Investing.com - The dollar slumped against the euro on Tuesday after a key U.S. factory gauge disappointed investors, who continued to digest Federal Reserve Chair Janet Yellen's dovish Monday comments suggesting policy will remain loose for some time to come.
In U.S. trading, EUR/USD was up 0.28% at 1.3809, up from a session low of 1.3769 and off a high of 1.3816.
The pair was likely to find support at 1.3705, Friday's low, and resistance at 1.3876, the high from March 24.
The Institute for Supply Management reported earlier that its manufacturing purchasing managers' index rose to 53.7 in March from 53.2 in February, missing market expectations for a 54.0 reading.
The report showed that employment growth slowed, with the employment index falling to 51.1 from 52.3, the lowest level since June 2013.
The numbers weakened the dollar as investors avoided the greenback ahead of Friday's March jobs report, which many feel may depict and improving albeit sluggish U.S. economy, one still in need of Federal Reserve stimulus support.
On Monday, Fed Chair, Yellen said in a speech that the U.S. economy still needs monetary support to ensure more sustained recovery.
"I believe it is appropriate for the Federal Reserve to continue to provide substantial help to the labor market, without adding to the risks of inflation, is because of the evidence I see that there remains considerable slack in the economy and the labor market," Yellen said in prepared remarks of her speech.

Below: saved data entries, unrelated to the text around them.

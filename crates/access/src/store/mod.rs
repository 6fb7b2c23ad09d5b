//! Document-store boundary.
//!
//! The external system of record is a generic document/key-value store with
//! subscribe semantics. This module pins down the exact surface the rest of
//! the workspace consumes and provides two implementations:
//!
//! - [`MemoryStore`] - in-process, for tests and local development
//! - [`PgDocumentStore`] - JSONB documents in `PostgreSQL` via sqlx
//!
//! Writes are single-document; `update` is a shallow field merge and
//! `append` has set semantics (no duplicate array members). Concurrent
//! writers are last-writer-wins at the store layer, which is acceptable for
//! the low-contention, human-operated usage pattern.

pub mod memory;
pub mod postgres;

pub use memory::MemoryStore;
pub use postgres::PgDocumentStore;

use async_trait::async_trait;
use serde::de::DeserializeOwned;
use thiserror::Error;
use tokio::sync::watch;

/// A stored document. Always object-shaped at the top level.
pub type Document = serde_json::Value;

/// Collection names used across the workspace.
pub mod collections {
    /// Agent roster.
    pub const AGENTS: &str = "agents";
    /// Legacy admin collection (cross-collection manager references).
    pub const ADMINS: &str = "admins";
    /// Legacy per-email admin documents.
    pub const ADMIN_USERS: &str = "admin_users";
    /// Visitor-submitted leads.
    pub const LEADS: &str = "leads";
    /// Branch offices.
    pub const BRANCHES: &str = "branches";
    /// Singleton configuration documents (array registries).
    pub const CONFIG: &str = "config";
    /// Consolidated authorization registry, keyed by email.
    pub const AUTHORIZATION: &str = "authorization_registry";
}

/// Keys of the singleton documents in the `config` collection.
pub mod config_keys {
    /// Superuser registry: `{ "emails": [...] }`.
    pub const SUPERUSERS: &str = "superusers";
    /// Admin allow-list: `{ "admin_emails": [...] }`.
    pub const ADMIN_ALLOWLIST: &str = "admin_allowlist";
}

/// Errors from the document-store boundary.
#[derive(Debug, Error)]
pub enum StoreError {
    /// The backend could not be reached.
    #[error("store unavailable: {0}")]
    Unavailable(String),

    /// The backend rejected the read or write.
    #[error("permission denied for {path}")]
    PermissionDenied {
        /// `collection/key` the operation targeted.
        path: String,
    },

    /// A stored document does not match the expected shape.
    #[error("malformed document at {path}: {source}")]
    Malformed {
        /// `collection/key` of the offending document.
        path: String,
        #[source]
        source: serde_json::Error,
    },

    /// Database error from sqlx.
    #[error("database error: {0}")]
    Database(#[from] sqlx::Error),

    /// Schema migration error.
    #[error("migration error: {0}")]
    Migrate(#[from] sqlx::migrate::MigrateError),
}

/// The store surface consumed by the resolvers and repositories.
///
/// Object-safe so call sites can hold `Arc<dyn DocumentStore>` and tests
/// can substitute counting or failing fakes.
#[async_trait]
pub trait DocumentStore: Send + Sync {
    /// Point read.
    async fn get(&self, collection: &str, key: &str) -> Result<Option<Document>, StoreError>;

    /// Equality query on a top-level field, returning `(key, document)`
    /// pairs in key order.
    async fn find_eq(
        &self,
        collection: &str,
        field: &str,
        value: &str,
    ) -> Result<Vec<(String, Document)>, StoreError>;

    /// Ordered range read over a collection, oldest first. With
    /// `limit_to_last`, only the newest `n` documents are returned (still
    /// oldest first).
    async fn list(
        &self,
        collection: &str,
        limit_to_last: Option<usize>,
    ) -> Result<Vec<(String, Document)>, StoreError>;

    /// Create or replace a document.
    async fn put(&self, collection: &str, key: &str, doc: Document) -> Result<(), StoreError>;

    /// Shallow-merge `partial` into the document, creating it if absent.
    async fn update(&self, collection: &str, key: &str, partial: Document)
    -> Result<(), StoreError>;

    /// Append `value` to the array at `field`, creating document and array
    /// as needed. Set semantics: an already-present value is not duplicated.
    async fn append(
        &self,
        collection: &str,
        key: &str,
        field: &str,
        value: Document,
    ) -> Result<(), StoreError>;

    /// Remove a document. Missing documents are not an error.
    async fn delete(&self, collection: &str, key: &str) -> Result<(), StoreError>;

    /// Live subscription: receives the current value immediately and every
    /// subsequent change. Dropping the receiver unsubscribes.
    async fn subscribe(
        &self,
        collection: &str,
        key: &str,
    ) -> Result<watch::Receiver<Option<Document>>, StoreError>;
}

/// Deserialize a document into a typed shape, tagging decode failures with
/// the document path.
///
/// # Errors
///
/// Returns [`StoreError::Malformed`] if the document does not match `T`.
pub fn decode<T: DeserializeOwned>(
    collection: &str,
    key: &str,
    doc: Document,
) -> Result<T, StoreError> {
    serde_json::from_value(doc).map_err(|source| StoreError::Malformed {
        path: format!("{collection}/{key}"),
        source,
    })
}

/// Shallow field merge used by [`MemoryStore::update`] and the append
/// read-modify-write paths.
pub(crate) fn merge_shallow(target: &mut Document, partial: Document) {
    match (target.as_object_mut(), partial) {
        (Some(target), Document::Object(partial)) => {
            for (k, v) in partial {
                target.insert(k, v);
            }
        }
        (_, partial) => *target = partial,
    }
}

The Fed is currently purchasing $55 billion in bonds a month to spur recovery, a monetary policy tool known as quantitative easing that suppresses interest rates to prop up the economy, weakening the dollar as a side effect.
Yellen's words sent investors reevaluating the pace at which the U.S. central bank will taper its bond-buying program let alone begin hiking benchmark interest rates.
"I think this extraordinary commitment is still needed and will be for some time, and I believe that view is widely shared by my fellow policymakers at the Fed," Yellen said.
The single currency, meanwhile, rose after Markit Economics reported that the euro zone's purchasing managers' index came in at 50.3 in March, unchanged from February and in line with expectations.
However, average input costs declined for the second straight month and output prices also dipped, adding to pressure on the European Central Bank to implement fresh policy measures to stave off the threat of deflation in the region.
Separate data revealed that the euro zone's unemployment rate came in at 11.9% in February, lower than expectations for a 12.0% reading.
The euro was up against the pound, with EUR/GBP up 0.35% to 0.8293, and up against the yen, with EUR/JPY up 0.56% at 142.95.
The yen slid for another day on expectations that China will implement fresh stimulus measures to shore up slowing growth, which dampened safe-haven demand for the Japanese currency.
On Wednesday in the euro zone, Spain is to release data on the change in the number of people unemployed.
The U.S. is to release the ADP report on private-sector job creation, which leads the government’s nonfarm payrolls report by two days. The U.S. is also to release data on factory orders.